Ele até enxergou o desgaste da esquerda, que nas últimas eleições foi eliminada da Câmara Municipal com a ausência do PCdoB ou do PT. Mas o “timing” da sua mudança do PCdoB para o PSD, ocorrida na véspera do Carnaval de 2016, foi uma tentativa tardia.
O campo chamado de direita já estava organizado pelo PSDB e por uma dissidência de centro surgida em torno de Ricardo Benassi no PPS.
Um diferencial ainda mais importante, entretanto, foi mostrado pela decepção do eleitorado com a política em geral. Foi um número recorde de abstenções, brancos e nulos (mais de 30% do eleitorado), que selou os efeitos da crise brasileira de representatividade.

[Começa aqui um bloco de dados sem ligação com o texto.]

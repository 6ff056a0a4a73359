//! Guidance generation: prompt assembly, token budget, tag extraction, fail-safe.

use crate::config::LlmSettings;
use crate::error::{VoiceError, VoiceResult};
use crate::history::{ConversationHistory, ConversationTurn};
use crate::llm::{CompletionRequest, LanguageModel};
use crate::tags::{parse_reply, Urgency};
use serde::{Deserialize, Serialize};
use std::sync::Arc;
use std::time::Duration;
use tracing::{debug, error, info};

/// Spoken when the language model cannot be reached.
pub const FALLBACK_TEXT: &str =
    "Emergency system error. Please call your supervisor at extension 9999 immediately.";
pub const FALLBACK_SOURCE: &str = "Emergency Procedures Manual";

const BASE_PREAMBLE: &str = "You are Aurora, a voice assistant for industrial workers. \
Your answers are spoken aloud, so keep them short and clear. \
Use short sentences and one instruction at a time. Avoid jargon, lists and markdown. \
For emergencies give the immediate action first, then the safety step, then who to alert, \
and ask the worker to confirm they understood. \
When you mention equipment such as a first aid kit, say exactly where it is.";

const TAG_INSTRUCTIONS: &str = "After your answer, classify the urgency and name your sources \
using exactly this format at the end:\n\
[URGENCY: critical|urgent|normal|assistive]\n\
[SOURCES: source one, source two]\n\
critical: life-threatening, immediate danger (gas leaks, fires, explosions, severe injuries).\n\
urgent: serious but not immediately life-threatening (injuries, equipment failures, hazards).\n\
normal: routine work situations and status questions.\n\
assistive: how-to questions, procedures and troubleshooting.";

#[derive(Debug, Clone, PartialEq, Serialize, Deserialize)]
pub struct GeneratedResponse {
    pub text: String,
    pub urgency: Urgency,
    pub sources: Vec<String>,
}

impl GeneratedResponse {
    /// Fixed guidance used whenever generation fails.
    pub fn fallback() -> Self {
        Self {
            text: FALLBACK_TEXT.to_string(),
            urgency: Urgency::Critical,
            sources: vec![FALLBACK_SOURCE.to_string()],
        }
    }
}

/// Build the system preamble: base or configured prompt, tag instructions, optional site
/// knowledge loaded from `knowledge_path`.
pub fn build_preamble(settings: &LlmSettings) -> VoiceResult<String> {
    let mut preamble = settings
        .system_prompt
        .clone()
        .unwrap_or_else(|| BASE_PREAMBLE.to_string());

    if let Some(path) = &settings.knowledge_path {
        let knowledge = std::fs::read_to_string(path).map_err(|e| {
            VoiceError::Config(format!("failed to read knowledge file {}: {}", path.display(), e))
        })?;
        let knowledge = knowledge.trim();
        if !knowledge.is_empty() {
            info!(path = %path.display(), chars = knowledge.len(), "📚 Site knowledge loaded");
            preamble.push_str("\n\nSITE INFORMATION:\n");
            preamble.push_str(knowledge);
        }
    }

    preamble.push_str("\n\n");
    preamble.push_str(TAG_INSTRUCTIONS);
    Ok(preamble)
}

pub struct ResponseGenerator {
    model: Arc<dyn LanguageModel>,
    keywords: Vec<String>,
    default_max_tokens: u32,
    urgent_max_tokens: u32,
    temperature: f32,
    timeout: Duration,
}

impl ResponseGenerator {
    pub fn new(model: Arc<dyn LanguageModel>, settings: &LlmSettings) -> Self {
        Self {
            model,
            keywords: settings
                .urgency_keywords
                .iter()
                .map(|k| k.trim().to_lowercase())
                .filter(|k| !k.is_empty())
                .collect(),
            default_max_tokens: settings.default_max_tokens,
            urgent_max_tokens: settings.urgent_max_tokens,
            temperature: settings.temperature,
            timeout: Duration::from_millis(settings.timeout_ms),
        }
    }

    /// Whether `input` mentions any urgency keyword. A budget heuristic, not a classifier.
    pub fn is_urgent(&self, input: &str) -> bool {
        let lowered = input.to_lowercase();
        self.keywords.iter().any(|k| lowered.contains(k.as_str()))
    }

    pub fn max_tokens_for(&self, input: &str) -> u32 {
        if self.is_urgent(input) {
            self.urgent_max_tokens
        } else {
            self.default_max_tokens
        }
    }

    /// Generate guidance for `input`. Never fails: model errors and timeouts produce
    /// `GeneratedResponse::fallback()`.
    pub async fn generate(&self, history: &ConversationHistory, input: &str) -> GeneratedResponse {
        let mut messages = history.messages();
        messages.push(ConversationTurn::user(input));
        let request = CompletionRequest {
            messages,
            max_tokens: self.max_tokens_for(input),
            temperature: self.temperature,
        };
        debug!(max_tokens = request.max_tokens, "🧠 Generating response");

        let result = match tokio::time::timeout(self.timeout, self.model.complete(request)).await {
            Ok(r) => r,
            Err(_) => Err(VoiceError::Timeout(self.timeout.as_millis() as u64)),
        };

        match result {
            Ok(raw) => {
                let reply = parse_reply(&raw);
                if reply.text.trim().is_empty() {
                    error!("language model returned only tags, using fallback");
                    return GeneratedResponse::fallback();
                }
                info!(urgency = %reply.urgency, sources = reply.sources.len(), "💬 Response generated");
                GeneratedResponse {
                    text: reply.text,
                    urgency: reply.urgency,
                    sources: reply.sources,
                }
            }
            Err(e) => {
                error!(error = %e, "❌ Language model failed, using fallback");
                GeneratedResponse::fallback()
            }
        }
    }
}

Tanto que no segundo turno o patamar de 140 mil votos de Bigardi de 2012 esfumaçou-se para 82 mil votos – mesmo que a diferença não tenha sido inteiramente capitalizada por Luiz Fernando, que elevou o patamar de 90 mil para 115 mil.
A desmobilização social ainda precisa ser analisada.
Guerra de imagens
O estágio final da disputa política em torno da gestão da crise na cidade acontece principalmente em torno da saúde pública, área que a maioria dos políticos e servidores não usa diretamente por contarem com planos privados.
Como fez ao longo do governo e da campanha, Bigardi busca em sua ofensiva de mídia afirmar as marcas de conciliador de conflitos internos, de humanizador da cidade, de realizador de obras e até da origem como servidor público (curiosamente, não se apropriou do aspecto participativo).
Mas continuou enfrentando um dos “memes” mais consolidados nas conversas cotidianas sobre sua grande simpatia, sempre acompanhada de restrições a nomes de sua equipe.
Talvez, como ocorreu com a crise de água no processo do Plano Diretor, tenha faltado usar de forma mais transparente a crise econômica para priorizar ações. Talvez tenha faltado um pouco mais de rigor na cobrança de integração e harmonia entre setores.
Ou talvez, como mostram os hospitais em crise por toda a região, tenha sido inevitável a contaminação da crise brasileira na cidade.
O fato é que o fim de governo em Jundiaí é melancólico. Como no país como um todo, a cidade vai precisar do diálogo entre suas forças progressistas além de direita ou esquerda para superar uma crise onde a saúde, paradoxalmente, é apenas um sintoma.